De acordo com um executivo sênior da MLS que assistiu a muitos jogos de Messi nos estádios da NFL, sábado foi a primeira vez que ouviu o capitão argentino fazer barulho.

“Os torcedores imediatamente começaram a vaiar o Inter Miami e Messi quando eles saíram do túnel para se aquecer”, disse o executivo, que não estava autorizado a falar publicamente. “E isso continuou durante todo o jogo. Quase não havia uma camisa rosa na multidão. É uma prova dos incríveis torcedores do LAFC.”

A liga causou sensação em 2007, quando o Galaxy contratou David Beckham, que foi seguido por uma série de grandes estrelas, de Thierry Henry, Wayne Rooney e Frank Lampard a Zlatan Ibrahimovic, Robbie Keane e Bastian Schweinsteiger. Dezenas de milhares de torcedores apaixonados vieram torcer pelo rei do futebol europeu, e não pelo time local que enfrentavam.

Messi levou isso a outro nível. Três times da MLS atraíram o maior público da história de sua franquia quando Messi chegou à cidade. Ele trouxe atenção e entusiasmo para a MLS e para os olhos da televisão.

O que a liga precisava para passar para o próximo nível, entretanto, era uma cultura de torcedor genuína. Precisavam de torcedores que torcessem por seu time através de torcedores grossos e magros, desinteressados, sem sentido, que saíssem para ver qual jogador famoso passou pela cidade e não voltou.

Vi contra o LAFC.

“Este ambiente no estádio é óptimo para a equipa. Sabemos que os adeptos virão apoiar-nos”, disse o avançado do LAFC, Denis Bouanga. “É bom para mim e para meus colegas.”

Duas vezes nas últimas quatro temporadas, o LAFC registrou recordes de público. Em 2023, o LAFC jogou contra o Galaxy diante de 82.110 pessoas no Rose Bowl, a maior torcida da história da liga. O público de sábado de 75.673 foi o segundo maior e o maior para a abertura da temporada.

LAFC foi o próximo. E se o time for o futuro da MLS, será um futuro brilhante.

Desde que o LAFC começou a jogar em 2018, nenhum outro time da MLS venceu mais jogos, marcou mais gols ou acumulou mais pontos. Nenhum outro time ganhou um troféu também. E embora o LAFC possa não ter Messi, o poder das estrelas é escasso.

Son Heung-min, capitão da seleção sul-coreana e ex-líder do futebol inglês, deu assistência no primeiro gol contra o LAFC no sábado. Bouanga, que marcou o segundo gol, tem mais gols na temporada regular do que Messi desde que Messi ingressou na MLS no verão de 2023. E Hugo Lloris, que fechou o placar, disputou mais partidas em Copas do Mundo do que qualquer goleiro na história.

Lloris também jogou – e venceu – em finais de Copas do Mundo como Messi.
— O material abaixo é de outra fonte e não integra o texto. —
//! Game configuration
//!
//! Defaults match the tuned values of the shipped game. Any section or field
//! missing from a config file falls back to its default.

use serde::{Deserialize, Serialize};
use sim_engine::config::{Config, ConfigError};
use sim_engine::foundation::math::Vec2;
use std::path::Path;

/// Game configuration
#[derive(Debug, Clone, PartialEq, Default, Serialize, Deserialize)]
#[serde(default)]
pub struct GameConfig {
    /// Session timing and lives
    pub session: SessionConfig,

    /// Asteroid sizes, scoring and lifetime
    pub asteroid: AsteroidConfig,

    /// Spawn wave settings
    pub spawner: SpawnerConfig,

    /// Ship control and bullets
    pub player: PlayerConfig,
}

/// Session configuration
#[derive(Debug, Clone, PartialEq, Serialize, Deserialize)]
#[serde(default)]
pub struct SessionConfig {
    /// Simulation ticks per second
    pub tick_rate: f32,

    /// Lives at the start of every game
    pub starting_lives: u32,

    /// Seconds before the ship respawns after a hit
    pub respawn_delay: f32,

    /// Seconds the ship ignores asteroids after spawning
    pub invulnerability_delay: f32,

    /// Seconds between PlayAgain and the new game starting
    pub game_reset_delay: f32,

    /// Seed for all randomness; `None` seeds from entropy
    pub rng_seed: Option<u64>,
}

/// Asteroid configuration
#[derive(Debug, Clone, PartialEq, Serialize, Deserialize)]
#[serde(default)]
pub struct AsteroidConfig {
    /// Points for a size 1.0 kill; actual award is `floor(points / size)`
    pub points_per_kill: u32,

    /// Impulse magnitude applied along the trajectory
    pub speed: f32,

    /// Seconds before an asteroid despawns on its own
    pub max_lifetime: f32,

    /// Smallest randomized size, also the split threshold
    pub min_sprite_size: f32,

    /// Largest randomized size
    pub max_sprite_size: f32,

    /// Child size as a fraction of the parent
    pub min_split_factor: f32,

    /// Children produced per split
    pub split_count: usize,

    /// Mass per unit of size, reported to the physics host
    pub density: f32,
}

/// Spawner configuration
#[derive(Debug, Clone, PartialEq, Serialize, Deserialize)]
#[serde(default)]
pub struct SpawnerConfig {
    /// Seconds between waves
    pub spawn_rate: f32,

    /// Asteroids per wave
    pub spawn_amount: u32,

    /// Distance from the origin where asteroids appear
    pub spawn_radius: f32,

    /// Max deviation in degrees from a heading straight at the origin
    pub trajectory_variance: f32,

    /// Center of the spawn ring
    pub origin: Vec2,
}

/// Player configuration
#[derive(Debug, Clone, PartialEq, Serialize, Deserialize)]
#[serde(default)]
pub struct PlayerConfig {
    /// Force applied while thrusting
    pub thrust_force: f32,

    /// Torque applied while turning
    pub turn_torque: f32,

    /// Impulse magnitude given to bullets
    pub bullet_speed: f32,

    /// Seconds before a bullet despawns on its own
    pub bullet_lifetime: f32,

    /// Where the ship (re)spawns
    pub spawn_position: Vec2,
}

impl Default for SessionConfig {
    fn default() -> Self {
        Self {
            tick_rate: 60.0,
            starting_lives: 3,
            respawn_delay: 3.0,
            invulnerability_delay: 3.0,
            game_reset_delay: 5.0,
            rng_seed: None,
        }
    }
}

impl Default for AsteroidConfig {
    fn default() -> Self {
        Self {
            points_per_kill: 100,
            speed: 50.0,
            max_lifetime: 30.0,
            min_sprite_size: 0.5,
            max_sprite_size: 1.5,
            min_split_factor: 0.5,
            split_count: 2,
            density: 4.0,
        }
    }
}

impl Default for SpawnerConfig {
    fn default() -> Self {
        Self {
            spawn_rate: 2.0,
            spawn_amount: 1,
            spawn_radius: 15.0,
            trajectory_variance: 15.0,
            origin: Vec2::zeros(),
        }
    }
}

impl Default for PlayerConfig {
    fn default() -> Self {
        Self {
            thrust_force: 1.0,
            turn_torque: 1.0,
            bullet_speed: 500.0,
            bullet_lifetime: 5.0,
            spawn_position: Vec2::zeros(),
        }
    }
}

fn positive(name: &str, value: f32) -> Result<(), ConfigError> {
    if value.is_finite() && value > 0.0 {
        Ok(())
    } else {
        Err(ConfigError::Invalid(format!("{name} must be positive, got {value}")))
    }
}

fn non_negative(name: &str, value: f32) -> Result<(), ConfigError> {
    if value.is_finite() && value >= 0.0 {
        Ok(())
    } else {
        Err(ConfigError::Invalid(format!("{name} must not be negative, got {value}")))
    }
}

impl Config for GameConfig {
    fn validate(&self) -> Result<(), ConfigError> {
        positive("session.tick_rate", self.session.tick_rate)?;
        non_negative("session.respawn_delay", self.session.respawn_delay)?;
        non_negative("session.invulnerability_delay", self.session.invulnerability_delay)?;
        non_negative("session.game_reset_delay", self.session.game_reset_delay)?;

        let asteroid = &self.asteroid;
        positive("asteroid.min_sprite_size", asteroid.min_sprite_size)?;
        positive("asteroid.max_lifetime", asteroid.max_lifetime)?;
        positive("asteroid.density", asteroid.density)?;
        non_negative("asteroid.speed", asteroid.speed)?;
        if asteroid.max_sprite_size < asteroid.min_sprite_size || !asteroid.max_sprite_size.is_finite() {
            return Err(ConfigError::Invalid(format!(
                "asteroid.max_sprite_size ({}) must be at least min_sprite_size ({})",
                asteroid.max_sprite_size, asteroid.min_sprite_size
            )));
        }
        if !(asteroid.min_split_factor > 0.0 && asteroid.min_split_factor < 1.0) {
            return Err(ConfigError::Invalid(format!(
                "asteroid.min_split_factor must be in (0, 1), got {}",
                asteroid.min_split_factor
            )));
        }

        positive("spawner.spawn_rate", self.spawner.spawn_rate)?;
        positive("spawner.spawn_radius", self.spawner.spawn_radius)?;
        non_negative("spawner.trajectory_variance", self.spawner.trajectory_variance)?;

        non_negative("player.bullet_speed", self.player.bullet_speed)?;
        positive("player.bullet_lifetime", self.player.bullet_lifetime)?;
        Ok(())
    }
}

impl GameConfig {
    /// Load configuration from file or return default if it is missing or invalid
    pub fn load_or_default(path: impl AsRef<Path>) -> Self {
        let path = path.as_ref();
        match Self::load_from_file(path) {
            Ok(config) => {
                log::info!("Loaded game config from {}", path.display());
                config
            }
            Err(ConfigError::Io(e)) if e.kind() == std::io::ErrorKind::NotFound => {
                log::info!("No config at {}, using defaults", path.display());
                Self::default()
            }
            Err(e) => {
                log::warn!("Failed to load {}: {e}; using defaults", path.display());
                Self::default()
            }
        }
    }
}

#[cfg(test)]
mod tests {
    use super::*;
    use sim_engine::config::ConfigFormat;

    #[test]
    fn test_defaults_are_valid() {
        assert!(GameConfig::default().validate().is_ok());
    }

    #[test]
    fn test_partial_toml_fills_defaults() {
        let toml = r#"
            [asteroid]
            points_per_kill = 250

            [session]
            rng_seed = 42
        "#;
        let config = GameConfig::from_str_as(toml, ConfigFormat::Toml).unwrap();
        assert_eq!(config.asteroid.points_per_kill, 250);
        assert_eq!(config.asteroid.split_count, 2);
        assert_eq!(config.session.rng_seed, Some(42));
        assert_eq!(config.spawner, SpawnerConfig::default());
    }

    #[test]
    fn test_rejects_inverted_sizes() {
        let mut config = GameConfig::default();
        config.asteroid.max_sprite_size = 0.1;
        assert!(matches!(config.validate(), Err(ConfigError::Invalid(_))));
    }

    #[test]
    fn test_rejects_split_factor_out_of_range() {
        let mut config = GameConfig::default();
        config.asteroid.min_split_factor = 1.0;
        assert!(config.validate().is_err());
        config.asteroid.min_split_factor = 0.0;
        assert!(config.validate().is_err());
    }

    #[test]
    fn test_rejects_zero_spawn_rate() {
        let mut config = GameConfig::default();
        config.spawner.spawn_rate = 0.0;
        assert!(config.validate().is_err());
    }

    #[test]
    fn test_save_and_load_toml() {
        let dir = tempfile::tempdir().unwrap();
        let path = dir.path().join("asteroids.toml");
        let mut config = GameConfig::default();
        config.session.starting_lives = 5;
        config.spawner.origin = Vec2::new(1.0, -2.0);

        config.save_to_file(&path).unwrap();
        assert_eq!(GameConfig::load_from_file(&path).unwrap(), config);
    }

    #[test]
    fn test_load_or_default_on_missing_file() {
        let dir = tempfile::tempdir().unwrap();
        let config = GameConfig::load_or_default(dir.path().join("nope.toml"));
        assert_eq!(config, GameConfig::default());
    }

    #[test]
    fn test_load_or_default_on_invalid_file() {
        let dir = tempfile::tempdir().unwrap();
        let path = dir.path().join("bad.toml");
        std::fs::write(&path, "[spawner]\nspawn_rate = -1.0\n").unwrap();
        assert_eq!(GameConfig::load_or_default(&path), GameConfig::default());
    }
}
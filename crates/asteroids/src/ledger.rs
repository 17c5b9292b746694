//! Score and lives bookkeeping
//!
//! Every mutation finishes before its change event is published, so
//! observers never see a half-updated ledger.

use crate::events::{GameEvent, GameEventBus};

/// Score and remaining lives
#[derive(Debug, Clone, PartialEq, Eq)]
pub struct ScoreLivesLedger {
    score: u32,
    lives: u32,
    initial_lives: u32,
}

impl ScoreLivesLedger {
    /// Create a ledger with zero score and `initial_lives`
    pub fn new(initial_lives: u32) -> Self {
        Self {
            score: 0,
            lives: initial_lives,
            initial_lives,
        }
    }

    /// Current score
    pub fn score(&self) -> u32 {
        self.score
    }

    /// Lives left
    pub fn lives(&self) -> u32 {
        self.lives
    }

    /// Lives granted by the last reset
    pub fn initial_lives(&self) -> u32 {
        self.initial_lives
    }

    /// Add points; the score saturates rather than wrapping
    pub fn add_score(&mut self, points: u32, events: &mut GameEventBus) {
        self.score = self.score.saturating_add(points);
        events.publish(&GameEvent::ScoreChanged(self.score));
    }

    /// Take one life (never below zero) and return how many are left
    pub fn lose_life(&mut self, events: &mut GameEventBus) -> u32 {
        self.lives = self.lives.saturating_sub(1);
        events.publish(&GameEvent::LivesChanged(self.lives));
        self.lives
    }

    /// Zero the score and restore `initial_lives`
    pub fn reset(&mut self, initial_lives: u32, events: &mut GameEventBus) {
        self.score = 0;
        self.lives = initial_lives;
        self.initial_lives = initial_lives;
        events.publish(&GameEvent::ScoreChanged(self.score));
        events.publish(&GameEvent::LivesChanged(self.lives));
    }
}

#[cfg(test)]
mod tests {
    use super::*;
    use std::cell::RefCell;
    use std::rc::Rc;

    fn recording_bus() -> (GameEventBus, Rc<RefCell<Vec<GameEvent>>>) {
        let log = Rc::new(RefCell::new(Vec::new()));
        let mut bus = GameEventBus::new();
        let sink = Rc::clone(&log);
        bus.register_catch_all(Box::new(move |event: &GameEvent| {
            sink.borrow_mut().push(event.clone());
            false
        }));
        (bus, log)
    }

    #[test]
    fn test_add_score_accumulates_and_notifies() {
        let (mut bus, log) = recording_bus();
        let mut ledger = ScoreLivesLedger::new(3);

        ledger.add_score(50, &mut bus);
        ledger.add_score(100, &mut bus);

        assert_eq!(ledger.score(), 150);
        assert_eq!(
            *log.borrow(),
            vec![GameEvent::ScoreChanged(50), GameEvent::ScoreChanged(150)]
        );
    }

    #[test]
    fn test_score_saturates() {
        let (mut bus, _) = recording_bus();
        let mut ledger = ScoreLivesLedger::new(3);
        ledger.add_score(u32::MAX - 1, &mut bus);
        ledger.add_score(10, &mut bus);
        assert_eq!(ledger.score(), u32::MAX);
    }

    #[test]
    fn test_lose_life_floors_at_zero() {
        let (mut bus, log) = recording_bus();
        let mut ledger = ScoreLivesLedger::new(2);

        assert_eq!(ledger.lose_life(&mut bus), 1);
        assert_eq!(ledger.lose_life(&mut bus), 0);
        assert_eq!(ledger.lose_life(&mut bus), 0);
        assert_eq!(
            *log.borrow(),
            vec![
                GameEvent::LivesChanged(1),
                GameEvent::LivesChanged(0),
                GameEvent::LivesChanged(0)
            ]
        );
    }

    #[test]
    fn test_reset_restores_initial_values() {
        let (mut bus, log) = recording_bus();
        let mut ledger = ScoreLivesLedger::new(3);
        ledger.add_score(300, &mut bus);
        ledger.lose_life(&mut bus);
        log.borrow_mut().clear();

        ledger.reset(3, &mut bus);

        assert_eq!(ledger.score(), 0);
        assert_eq!(ledger.lives(), 3);
        assert_eq!(
            *log.borrow(),
            vec![GameEvent::ScoreChanged(0), GameEvent::LivesChanged(3)]
        );
    }

    #[test]
    fn test_observer_sees_updated_value() {
        let mut bus = GameEventBus::new();
        let seen = Rc::new(RefCell::new(None));
        let sink = Rc::clone(&seen);
        bus.register_catch_all(Box::new(move |event: &GameEvent| {
            if let GameEvent::ScoreChanged(score) = event {
                *sink.borrow_mut() = Some(*score);
            }
            false
        }));

        let mut ledger = ScoreLivesLedger::new(1);
        ledger.add_score(42, &mut bus);
        assert_eq!(*seen.borrow(), Some(ledger.score()));
    }
}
Em algumas partes da MLS, Messi é um inimigo a ser derrotado, e não uma celebridade a ser admirada.

“Queremos vencer Messi; queremos vencer Miami porque Messi está lá”, disse Bouanga. “A motivação é muito alta neste jogo. Talvez este jogo signifique mais.”

Isto é certamente para os apoiadores do LAFC. Porque mais de 75 mil deles vieram torcer pelo time da casa e torcer pelo visitante, quem vestiu aquele uniforme rosa.

E isso é um bom presságio para a MLS.